Fragwürdige Detektive

St. Galler Tagblatt: Die Antifa Bern klärte als erste über das Neonazi-Treffen in Unterwasser auf, hat aber selber ein Gewaltproblem.

Im Zusammenhang mit dem Neonazi-Konzert vom letzten Wochenende in Unterwasser profiliert sich die Antifa Bern derzeit als Verteidigerin des demokratischen Rechtsstaates. Die Organisation hat als erste über die Dimensionen des Anlasses im Toggenburg informiert und jetzt auch aufgedeckt, dass schon morgen in Rapperswil ein weiteres Rechtsrock-Konzert stattfinden soll. Sie scheint besser informiert zu sein als Polizei und Geheimdienst und lässt die Behörden ziemlich alt aussehen. Der «Tages-Anzeiger» machte diese Woche die Antifa Bern gar zum Vorbild für die Zivilgesellschaft, wie diese gegen Neonazis vorgehen soll.

Dabei hat die Antifa Bern selber ein Gewaltproblem. Seit vielen Jahren agiert die schwer fassbare Gruppierung im Umfeld des autonomen Berner Kulturzentrums Reitschule und kommuniziert anonym über Internetplattformen und Twitter. In der Bundesstadt wird Antifa vor allem mit gewalttätigen Ausschreitungen und Vandalenakten vor Polizeiwachen in Verbindung gebracht. Unschön in Erinnerung geblieben sind die «Antifaschistischen Abendspaziergänge», an denen teilweise Molotow-Cocktails gegen Polizisten flogen. Oder der Saubannerzug linksextremer Chaoten gegen eine SVP-Veranstaltung.

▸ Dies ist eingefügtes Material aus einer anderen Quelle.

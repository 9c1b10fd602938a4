//! # Messari API Client
//!
//! A Rust client library for the Messari cryptocurrency data REST API, plus a
//! small CLI playground (`messari`) for exploring it.
//!
//! ## Features
//!
//! - Declarative endpoint registry: every route described once as data
//! - Generic dispatch: `call("assets.list", ...)` for any registered route
//! - Typed errors for configuration, auth, rate-limit and transport failures
//! - JSON pass-through: responses are returned undecoded beyond top-level parsing
//!
//! ## Quick Start
//!
//! ```rust,no_run
//! use messari_api_client::{CallParams, MessariClient};
//!
//! fn main() -> Result<(), Box<dyn std::error::Error>> {
//!     // Reads the key from MESSARI_API_KEY.
//!     let client = MessariClient::new()?;
//!
//!     let params = CallParams::new()
//!         .query("search", "ai")
//!         .query("limit", 50)
//!         .query("hasMarketData", true);
//!     let assets = client.call("assets.list", &params)?;
//!     println!("{}", messari_api_client::pretty(&assets));
//!     Ok(())
//! }
//! ```
//!
//! Endpoints with path parameters take them through the same parameter set:
//!
//! ```rust,no_run
//! use messari_api_client::{CallParams, MessariClient};
//!
//! fn main() -> Result<(), Box<dyn std::error::Error>> {
//!     let client = MessariClient::builder().api_key("my_key").build()?;
//!     let params = CallParams::new().path("exchangeIdentifier", "binance");
//!     let exchange = client.call("exchanges.get", &params)?;
//!     println!("{exchange}");
//!     Ok(())
//! }
//! ```

pub mod client;
pub mod error;
pub mod registry;

// Re-export commonly used types at crate root
pub use client::{
    CallParams, MESSARI_API_KEY_ENV, MESSARI_BASE_URL, MessariClient, MessariClientBuilder, pretty,
};
pub use error::{ApiErrorKind, ApiFailure, MessariError};
pub use registry::{EndpointDescriptor, EndpointRegistry, HttpMethod, MESSARI_ENDPOINTS};

/// Result type alias using MessariError
pub type Result<T> = std::result::Result<T, MessariError>;
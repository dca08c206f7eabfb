use anyhow::Result;
use std::process;

use branch_name_lint::config::Config;
use branch_name_lint::git;
use branch_name_lint::output::Reporter;
use branch_name_lint::rules::loader;
use branch_name_lint::validation::Linter;

fn main() -> Result<()> {
    let config = Config::from_args_and_env()?;
    env_logger::Builder::from_env(
        env_logger::Env::default().default_filter_or(config.log_level.as_str()),
    )
    .init();

    let rules = loader::load(config.rule_file.as_deref())?;
    let branch = match &config.branch {
        Some(branch) => branch.clone(),
        None => git::current_branch()?,
    };

    let result = Linter::new(&rules).evaluate(&branch);
    Reporter::new(&config, &rules.indentation).report(&result);
    process::exit(result.code);
}
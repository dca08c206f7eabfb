//! Rule Set Model
//!
//! Schema, construction-time validation, and rule file loading.

pub mod loader;
pub mod schema;

pub use schema::{
    ConfigError, ERROR_CODE, MessageTemplate, Messages, Position, Rule, RuleDef, RuleFile,
    RuleMessages, RuleSet, SUCCESS_CODE, Severity,
};
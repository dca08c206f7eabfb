//! Branch Name Linter
//!
//! Validates a branch name against an ordered, positional set of named
//! parameter rules and renders parameterized diagnostics.
//!
//! This library provides:
//! - The rule set model with fail-fast construction checks
//! - The rule matcher and validation orchestrator
//! - Placeholder-based message templating
//! - Console reporting and configuration management

pub mod config;
pub mod git;
pub mod output;
pub mod rules;
pub mod template;
pub mod validation;

// Re-exports for clean public API
pub use config::Config;
pub use output::Reporter;
pub use rules::{ConfigError, RuleSet, Severity};
pub use validation::{Diagnostic, LintResult, Linter};
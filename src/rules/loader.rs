//! Rule file loading.
//!
//! Discovery order: explicit path, then rule files in the working
//! directory, then the user config directory, then the embedded default.

use std::fs;
use std::path::{Path, PathBuf};

use anyhow::{Context, Result};

use super::schema::{RuleFile, RuleSet};

const EMBEDDED_DEFAULT: &str = include_str!("../../resources/rules/default.branchlint.toml");

const CANDIDATES: &[&str] = &[
    "branchlint.toml",
    ".branchlint.toml",
    "branchlint.json",
    ".branchlint.json",
];

/// Resolve the rule set for this run.
pub fn load(explicit: Option<&Path>) -> Result<RuleSet> {
    if let Some(path) = explicit {
        return load_file(path);
    }
    for name in CANDIDATES {
        let path = PathBuf::from(name);
        if path.is_file() {
            return load_file(&path);
        }
    }
    if let Some(config_dir) = dirs::config_dir() {
        let path = config_dir.join("branch-lint").join("branchlint.toml");
        if path.is_file() {
            return load_file(&path);
        }
    }
    Ok(embedded_default())
}

/// Parse and validate one rule file. Format is chosen by extension:
/// `.json` is JSON, anything else is TOML.
pub fn load_file(path: &Path) -> Result<RuleSet> {
    let raw = fs::read_to_string(path)
        .with_context(|| format!("failed to read rule file {}", path.display()))?;
    let file: RuleFile = if path.extension().and_then(|e| e.to_str()) == Some("json") {
        serde_json::from_str(&raw)
            .with_context(|| format!("invalid JSON rule file {}", path.display()))?
    } else {
        toml::from_str(&raw)
            .with_context(|| format!("invalid TOML rule file {}", path.display()))?
    };
    RuleSet::try_from(file).with_context(|| format!("invalid rule set in {}", path.display()))
}

/// The embedded stock rule set, with a minimal fallback if the embedded
/// file ever fails to parse.
pub fn embedded_default() -> RuleSet {
    match toml::from_str::<RuleFile>(EMBEDDED_DEFAULT) {
        Ok(file) => match RuleSet::try_from(file) {
            Ok(rules) => rules,
            Err(e) => {
                log::warn!("Embedded default rules are invalid: {e}. Using minimal fallback.");
                RuleSet::minimal_fallback()
            }
        },
        Err(e) => {
            log::warn!("Failed to parse embedded default rules: {e}. Using minimal fallback.");
            RuleSet::minimal_fallback()
        }
    }
}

Wie nahe sich «Strassen-Antifas» und «Recherche-Antifas» stehen, ist kaum eruierbar. Die Antifa Bern selber will keine Auskunft geben. Über das Neonazi-Treffen in Unterwasser hat sie diese Woche zweifellos wichtige Informationen geliefert. «Sie unterwandert die rechtsextreme Szene mit falschen Identitäten im Internet und recherchiert verdeckt an deren Treffen», sagt Samuel Althof, Leiter der Fachstelle für Extremismus- und Gewaltprävention. Dabei nähmen die Aktivisten auch ein persönliches Risiko in Kauf.

Der Szenekenner will die Arbeit der Antifa aber trotzdem nicht loben. «Die Antifa Bern ist Teil des Problems», sagt Samuel Althof, «ihr Gewaltpotenzial darf nicht unterschätzt werden.» Mit diesem Vorwurf konfrontiert, reagiert die Antifa gereizt: «Für uns ist es zermürbend, wenn mit dem Hinweis auf linksextreme Gewalt das Treiben und die Ideologie der Neonazis verharmlost und Menschen, die sich für eine freiere und gerechtere Welt engagieren, mit menschenfeindlichen Gewalttätern gleichgesetzt werden», teilt sie schriftlich auf Anfrage mit.

Althof stellt aber auch die Verlässlichkeit der Antifa als Informationsquelle in Frage. Die Informationen seien nicht überprüfbar, und niemand stehe persönlich dafür gerade. Oft stelle die Antifa pauschal Personen an den Pranger, von denen sie im Einzelfall gar nicht wisse, ob sie zur rechtsextremen Szene gehörten. Links- und rechtsextreme Gruppierungen leiteten ihre Berechtigung zudem von der Existenz des anderen ab, auch das ist für Althof eine «schwierige Geschichte». Ohne die Umtriebe der Neonazis in der Ostschweiz zu verharmlosen, dürfe man in der aktuellen Diskussion nicht vergessen: «Das linksextreme Gewaltpotenzial ist derzeit viel grösser als das rechtsextreme.»